◆ **EXERCISE DIRECTIONS**: Wherever a line in the material contains the word "true", copy that line.

┌────────

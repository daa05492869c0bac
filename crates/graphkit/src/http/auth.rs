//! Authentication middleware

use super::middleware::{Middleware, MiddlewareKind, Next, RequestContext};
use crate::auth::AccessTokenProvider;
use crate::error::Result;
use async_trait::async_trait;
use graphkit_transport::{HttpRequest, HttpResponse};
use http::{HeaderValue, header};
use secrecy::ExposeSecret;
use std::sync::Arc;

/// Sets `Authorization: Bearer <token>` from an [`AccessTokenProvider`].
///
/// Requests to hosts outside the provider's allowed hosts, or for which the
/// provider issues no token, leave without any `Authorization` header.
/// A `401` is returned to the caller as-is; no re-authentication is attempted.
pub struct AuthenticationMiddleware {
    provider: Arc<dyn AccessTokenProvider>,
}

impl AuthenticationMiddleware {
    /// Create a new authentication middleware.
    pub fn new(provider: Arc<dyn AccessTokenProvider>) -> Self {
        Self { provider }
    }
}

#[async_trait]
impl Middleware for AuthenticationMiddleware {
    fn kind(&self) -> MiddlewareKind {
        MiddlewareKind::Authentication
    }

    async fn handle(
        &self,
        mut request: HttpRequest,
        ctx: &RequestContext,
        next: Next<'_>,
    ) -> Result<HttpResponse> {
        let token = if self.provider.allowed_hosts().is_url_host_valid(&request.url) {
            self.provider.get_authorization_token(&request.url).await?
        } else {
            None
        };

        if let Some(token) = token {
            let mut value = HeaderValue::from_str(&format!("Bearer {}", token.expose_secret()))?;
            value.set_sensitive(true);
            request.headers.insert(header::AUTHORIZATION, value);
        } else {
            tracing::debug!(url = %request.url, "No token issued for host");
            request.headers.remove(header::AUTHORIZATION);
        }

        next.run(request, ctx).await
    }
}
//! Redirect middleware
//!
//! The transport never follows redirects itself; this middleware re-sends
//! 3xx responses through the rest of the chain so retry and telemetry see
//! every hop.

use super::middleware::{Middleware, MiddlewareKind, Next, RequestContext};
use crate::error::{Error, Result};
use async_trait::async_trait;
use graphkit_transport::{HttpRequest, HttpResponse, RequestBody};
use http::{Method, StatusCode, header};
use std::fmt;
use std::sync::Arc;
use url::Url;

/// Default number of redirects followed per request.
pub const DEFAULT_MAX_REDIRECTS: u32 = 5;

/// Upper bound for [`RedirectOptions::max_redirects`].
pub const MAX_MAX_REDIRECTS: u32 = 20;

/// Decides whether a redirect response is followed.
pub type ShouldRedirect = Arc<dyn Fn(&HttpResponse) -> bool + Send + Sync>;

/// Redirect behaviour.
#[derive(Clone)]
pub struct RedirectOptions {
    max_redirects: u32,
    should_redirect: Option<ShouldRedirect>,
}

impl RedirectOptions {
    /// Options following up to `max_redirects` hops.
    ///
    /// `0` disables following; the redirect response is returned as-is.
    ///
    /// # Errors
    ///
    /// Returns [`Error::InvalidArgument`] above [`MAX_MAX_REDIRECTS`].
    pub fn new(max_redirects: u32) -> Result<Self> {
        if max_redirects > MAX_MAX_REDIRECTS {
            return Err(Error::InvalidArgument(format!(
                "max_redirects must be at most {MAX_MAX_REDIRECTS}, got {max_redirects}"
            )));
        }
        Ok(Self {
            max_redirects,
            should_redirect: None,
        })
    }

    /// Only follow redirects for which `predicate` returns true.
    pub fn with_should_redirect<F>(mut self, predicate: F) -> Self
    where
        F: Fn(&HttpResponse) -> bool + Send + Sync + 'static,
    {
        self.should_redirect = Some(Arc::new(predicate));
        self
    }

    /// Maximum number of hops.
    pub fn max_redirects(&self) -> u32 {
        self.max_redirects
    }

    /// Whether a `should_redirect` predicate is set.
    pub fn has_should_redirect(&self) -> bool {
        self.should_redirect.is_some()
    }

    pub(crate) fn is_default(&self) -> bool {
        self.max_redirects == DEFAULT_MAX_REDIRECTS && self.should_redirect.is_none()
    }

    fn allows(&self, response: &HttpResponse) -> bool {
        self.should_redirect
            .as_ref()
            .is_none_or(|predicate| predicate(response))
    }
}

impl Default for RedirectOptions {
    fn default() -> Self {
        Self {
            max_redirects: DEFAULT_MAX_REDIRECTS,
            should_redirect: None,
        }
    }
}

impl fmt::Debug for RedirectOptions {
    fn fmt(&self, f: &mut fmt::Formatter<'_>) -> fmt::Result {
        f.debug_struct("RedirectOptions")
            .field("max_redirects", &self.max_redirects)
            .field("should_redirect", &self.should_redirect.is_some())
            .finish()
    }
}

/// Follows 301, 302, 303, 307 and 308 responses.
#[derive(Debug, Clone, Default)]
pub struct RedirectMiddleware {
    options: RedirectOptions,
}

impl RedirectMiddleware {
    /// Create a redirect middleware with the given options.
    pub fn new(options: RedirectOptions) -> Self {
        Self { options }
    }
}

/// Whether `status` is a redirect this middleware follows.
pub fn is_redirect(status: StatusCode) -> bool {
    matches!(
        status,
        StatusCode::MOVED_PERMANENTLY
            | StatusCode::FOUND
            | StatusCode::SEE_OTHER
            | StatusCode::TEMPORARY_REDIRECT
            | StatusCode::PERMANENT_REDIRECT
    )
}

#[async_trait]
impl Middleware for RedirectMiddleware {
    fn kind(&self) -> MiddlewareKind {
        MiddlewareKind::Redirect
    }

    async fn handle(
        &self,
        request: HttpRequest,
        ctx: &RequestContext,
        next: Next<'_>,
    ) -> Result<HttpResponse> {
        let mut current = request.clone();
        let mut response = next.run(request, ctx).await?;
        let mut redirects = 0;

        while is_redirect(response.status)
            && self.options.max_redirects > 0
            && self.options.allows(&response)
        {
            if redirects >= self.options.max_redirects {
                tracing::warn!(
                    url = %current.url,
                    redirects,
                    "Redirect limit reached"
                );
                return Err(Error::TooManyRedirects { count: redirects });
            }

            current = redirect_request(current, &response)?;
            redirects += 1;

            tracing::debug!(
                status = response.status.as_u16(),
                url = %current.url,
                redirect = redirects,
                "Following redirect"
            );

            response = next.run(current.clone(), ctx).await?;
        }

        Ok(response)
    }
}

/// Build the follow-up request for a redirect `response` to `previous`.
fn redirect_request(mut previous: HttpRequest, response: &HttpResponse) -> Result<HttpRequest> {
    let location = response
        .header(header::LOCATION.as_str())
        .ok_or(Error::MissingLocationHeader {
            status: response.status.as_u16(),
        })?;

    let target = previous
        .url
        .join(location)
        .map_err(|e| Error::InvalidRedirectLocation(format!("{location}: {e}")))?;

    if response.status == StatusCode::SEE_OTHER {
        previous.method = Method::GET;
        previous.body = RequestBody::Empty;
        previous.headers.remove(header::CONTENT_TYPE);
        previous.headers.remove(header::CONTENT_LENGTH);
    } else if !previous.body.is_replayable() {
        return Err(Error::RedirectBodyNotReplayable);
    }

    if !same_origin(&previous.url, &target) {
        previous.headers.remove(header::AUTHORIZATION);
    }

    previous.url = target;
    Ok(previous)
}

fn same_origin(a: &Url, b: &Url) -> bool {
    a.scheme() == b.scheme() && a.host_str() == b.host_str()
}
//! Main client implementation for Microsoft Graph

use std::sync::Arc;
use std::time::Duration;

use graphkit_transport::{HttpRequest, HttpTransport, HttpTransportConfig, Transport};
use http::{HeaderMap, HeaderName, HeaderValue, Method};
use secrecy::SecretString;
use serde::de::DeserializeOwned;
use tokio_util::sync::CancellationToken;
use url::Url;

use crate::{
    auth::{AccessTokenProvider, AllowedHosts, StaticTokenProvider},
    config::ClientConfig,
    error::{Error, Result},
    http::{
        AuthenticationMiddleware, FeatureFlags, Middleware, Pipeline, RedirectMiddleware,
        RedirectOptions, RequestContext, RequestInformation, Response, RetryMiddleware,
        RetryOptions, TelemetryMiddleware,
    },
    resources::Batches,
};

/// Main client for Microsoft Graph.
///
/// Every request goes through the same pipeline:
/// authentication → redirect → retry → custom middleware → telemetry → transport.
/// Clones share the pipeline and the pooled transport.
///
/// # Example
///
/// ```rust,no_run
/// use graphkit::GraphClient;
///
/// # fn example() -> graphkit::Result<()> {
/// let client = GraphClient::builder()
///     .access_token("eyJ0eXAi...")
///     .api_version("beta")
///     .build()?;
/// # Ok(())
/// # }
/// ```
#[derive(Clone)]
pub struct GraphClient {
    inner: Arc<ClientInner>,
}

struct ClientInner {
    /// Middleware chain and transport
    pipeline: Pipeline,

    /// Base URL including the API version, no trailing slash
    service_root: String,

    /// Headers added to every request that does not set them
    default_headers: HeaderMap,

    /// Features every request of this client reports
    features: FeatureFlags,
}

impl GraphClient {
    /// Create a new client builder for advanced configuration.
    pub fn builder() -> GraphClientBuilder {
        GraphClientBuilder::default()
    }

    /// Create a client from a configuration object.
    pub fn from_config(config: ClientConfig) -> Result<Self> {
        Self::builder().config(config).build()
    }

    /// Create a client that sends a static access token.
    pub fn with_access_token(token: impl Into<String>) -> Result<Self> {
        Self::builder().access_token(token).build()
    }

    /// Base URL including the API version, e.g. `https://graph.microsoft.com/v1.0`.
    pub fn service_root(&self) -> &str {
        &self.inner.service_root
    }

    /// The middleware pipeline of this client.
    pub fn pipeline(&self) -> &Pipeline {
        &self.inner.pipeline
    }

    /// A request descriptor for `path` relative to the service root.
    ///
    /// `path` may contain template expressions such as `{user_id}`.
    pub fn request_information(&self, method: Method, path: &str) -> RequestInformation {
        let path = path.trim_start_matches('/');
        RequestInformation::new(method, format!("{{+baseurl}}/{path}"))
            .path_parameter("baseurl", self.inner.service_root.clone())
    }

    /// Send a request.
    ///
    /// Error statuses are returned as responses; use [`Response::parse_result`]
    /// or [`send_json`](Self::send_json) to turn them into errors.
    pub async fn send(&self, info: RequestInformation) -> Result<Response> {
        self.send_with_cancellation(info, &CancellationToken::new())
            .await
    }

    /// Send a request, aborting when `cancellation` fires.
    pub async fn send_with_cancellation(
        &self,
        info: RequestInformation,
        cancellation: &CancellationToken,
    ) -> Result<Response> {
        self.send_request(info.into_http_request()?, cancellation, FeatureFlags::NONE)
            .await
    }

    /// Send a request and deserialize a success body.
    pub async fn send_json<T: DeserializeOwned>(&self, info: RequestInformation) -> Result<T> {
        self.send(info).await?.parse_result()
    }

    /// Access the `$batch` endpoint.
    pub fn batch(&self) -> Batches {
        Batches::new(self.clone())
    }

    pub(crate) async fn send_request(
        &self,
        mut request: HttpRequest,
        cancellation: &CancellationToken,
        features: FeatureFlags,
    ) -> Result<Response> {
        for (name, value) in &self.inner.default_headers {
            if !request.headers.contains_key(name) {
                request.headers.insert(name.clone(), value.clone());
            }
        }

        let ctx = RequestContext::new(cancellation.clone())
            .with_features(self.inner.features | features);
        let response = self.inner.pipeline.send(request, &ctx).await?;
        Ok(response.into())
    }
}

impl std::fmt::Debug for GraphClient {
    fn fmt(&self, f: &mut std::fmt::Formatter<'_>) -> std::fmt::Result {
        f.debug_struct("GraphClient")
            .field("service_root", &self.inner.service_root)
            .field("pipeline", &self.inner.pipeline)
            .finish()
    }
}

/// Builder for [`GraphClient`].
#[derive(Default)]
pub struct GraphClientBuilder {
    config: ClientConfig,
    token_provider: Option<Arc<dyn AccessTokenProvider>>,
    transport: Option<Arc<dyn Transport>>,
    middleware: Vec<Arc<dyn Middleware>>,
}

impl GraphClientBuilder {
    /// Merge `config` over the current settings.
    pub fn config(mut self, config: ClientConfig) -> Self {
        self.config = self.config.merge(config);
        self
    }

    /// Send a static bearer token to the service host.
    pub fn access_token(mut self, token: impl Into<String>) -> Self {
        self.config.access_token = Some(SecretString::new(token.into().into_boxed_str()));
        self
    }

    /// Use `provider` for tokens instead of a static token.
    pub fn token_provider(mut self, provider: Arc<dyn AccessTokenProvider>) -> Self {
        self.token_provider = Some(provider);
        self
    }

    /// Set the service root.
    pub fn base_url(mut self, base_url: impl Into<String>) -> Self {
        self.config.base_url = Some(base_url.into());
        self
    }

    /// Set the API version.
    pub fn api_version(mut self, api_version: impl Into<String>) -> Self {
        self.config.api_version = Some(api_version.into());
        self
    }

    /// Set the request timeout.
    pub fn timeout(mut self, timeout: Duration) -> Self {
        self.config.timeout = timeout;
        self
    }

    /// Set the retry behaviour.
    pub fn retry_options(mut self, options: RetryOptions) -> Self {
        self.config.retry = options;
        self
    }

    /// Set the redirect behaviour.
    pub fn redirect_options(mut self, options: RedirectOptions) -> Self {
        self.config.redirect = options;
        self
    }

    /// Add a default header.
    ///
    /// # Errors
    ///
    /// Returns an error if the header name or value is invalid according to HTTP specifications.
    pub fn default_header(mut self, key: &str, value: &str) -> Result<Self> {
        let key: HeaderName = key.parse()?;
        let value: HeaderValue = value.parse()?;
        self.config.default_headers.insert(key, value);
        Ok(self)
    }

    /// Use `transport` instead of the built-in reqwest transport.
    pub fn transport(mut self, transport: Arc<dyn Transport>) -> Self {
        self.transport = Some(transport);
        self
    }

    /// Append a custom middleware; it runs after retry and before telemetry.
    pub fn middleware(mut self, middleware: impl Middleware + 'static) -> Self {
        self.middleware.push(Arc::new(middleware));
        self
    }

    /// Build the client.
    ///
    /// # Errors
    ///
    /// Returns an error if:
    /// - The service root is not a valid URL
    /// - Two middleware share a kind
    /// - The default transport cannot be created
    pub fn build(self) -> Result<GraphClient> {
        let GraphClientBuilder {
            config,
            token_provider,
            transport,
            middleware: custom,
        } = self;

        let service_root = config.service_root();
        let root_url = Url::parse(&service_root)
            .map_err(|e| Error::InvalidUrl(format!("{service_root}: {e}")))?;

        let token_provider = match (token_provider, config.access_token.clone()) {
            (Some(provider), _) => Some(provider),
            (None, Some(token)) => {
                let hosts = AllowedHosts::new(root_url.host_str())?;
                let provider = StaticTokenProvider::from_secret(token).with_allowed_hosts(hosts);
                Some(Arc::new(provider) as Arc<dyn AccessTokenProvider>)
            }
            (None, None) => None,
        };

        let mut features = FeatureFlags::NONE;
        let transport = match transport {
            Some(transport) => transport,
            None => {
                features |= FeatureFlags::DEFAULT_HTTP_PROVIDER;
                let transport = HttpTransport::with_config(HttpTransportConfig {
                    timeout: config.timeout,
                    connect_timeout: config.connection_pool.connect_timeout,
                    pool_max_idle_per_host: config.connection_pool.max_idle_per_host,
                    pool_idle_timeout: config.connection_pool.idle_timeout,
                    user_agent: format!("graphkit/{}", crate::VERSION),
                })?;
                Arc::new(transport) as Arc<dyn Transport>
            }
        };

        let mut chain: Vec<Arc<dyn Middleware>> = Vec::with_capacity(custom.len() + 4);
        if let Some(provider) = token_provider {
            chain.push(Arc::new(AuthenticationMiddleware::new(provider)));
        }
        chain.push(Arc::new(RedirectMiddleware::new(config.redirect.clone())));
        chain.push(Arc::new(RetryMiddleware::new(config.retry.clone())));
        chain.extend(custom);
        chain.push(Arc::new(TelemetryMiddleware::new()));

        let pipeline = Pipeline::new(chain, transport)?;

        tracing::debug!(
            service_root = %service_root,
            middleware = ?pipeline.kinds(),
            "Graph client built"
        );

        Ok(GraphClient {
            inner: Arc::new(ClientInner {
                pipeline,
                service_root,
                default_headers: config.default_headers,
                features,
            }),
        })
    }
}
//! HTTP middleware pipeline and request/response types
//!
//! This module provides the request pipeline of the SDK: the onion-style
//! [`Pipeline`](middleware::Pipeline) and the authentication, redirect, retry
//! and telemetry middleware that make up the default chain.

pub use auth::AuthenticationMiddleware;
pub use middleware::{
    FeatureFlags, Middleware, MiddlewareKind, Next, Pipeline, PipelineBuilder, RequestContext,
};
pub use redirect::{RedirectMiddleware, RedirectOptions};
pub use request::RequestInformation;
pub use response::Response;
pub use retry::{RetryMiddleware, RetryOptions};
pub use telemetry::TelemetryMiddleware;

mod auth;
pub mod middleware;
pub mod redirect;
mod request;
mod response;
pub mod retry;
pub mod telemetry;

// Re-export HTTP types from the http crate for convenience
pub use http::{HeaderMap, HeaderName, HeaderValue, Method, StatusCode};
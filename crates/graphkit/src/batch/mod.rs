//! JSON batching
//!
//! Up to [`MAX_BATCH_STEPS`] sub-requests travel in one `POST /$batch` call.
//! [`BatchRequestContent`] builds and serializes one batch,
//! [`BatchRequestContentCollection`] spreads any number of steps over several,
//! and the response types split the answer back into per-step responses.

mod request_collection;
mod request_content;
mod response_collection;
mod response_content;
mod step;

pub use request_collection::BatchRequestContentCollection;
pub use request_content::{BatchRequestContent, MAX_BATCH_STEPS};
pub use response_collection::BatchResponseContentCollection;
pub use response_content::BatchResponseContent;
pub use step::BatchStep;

└────────

◆ **RESPONSE AREA**:
            value.set_sensitive(true);
    /// Only follow redirects for which `predicate` returns true.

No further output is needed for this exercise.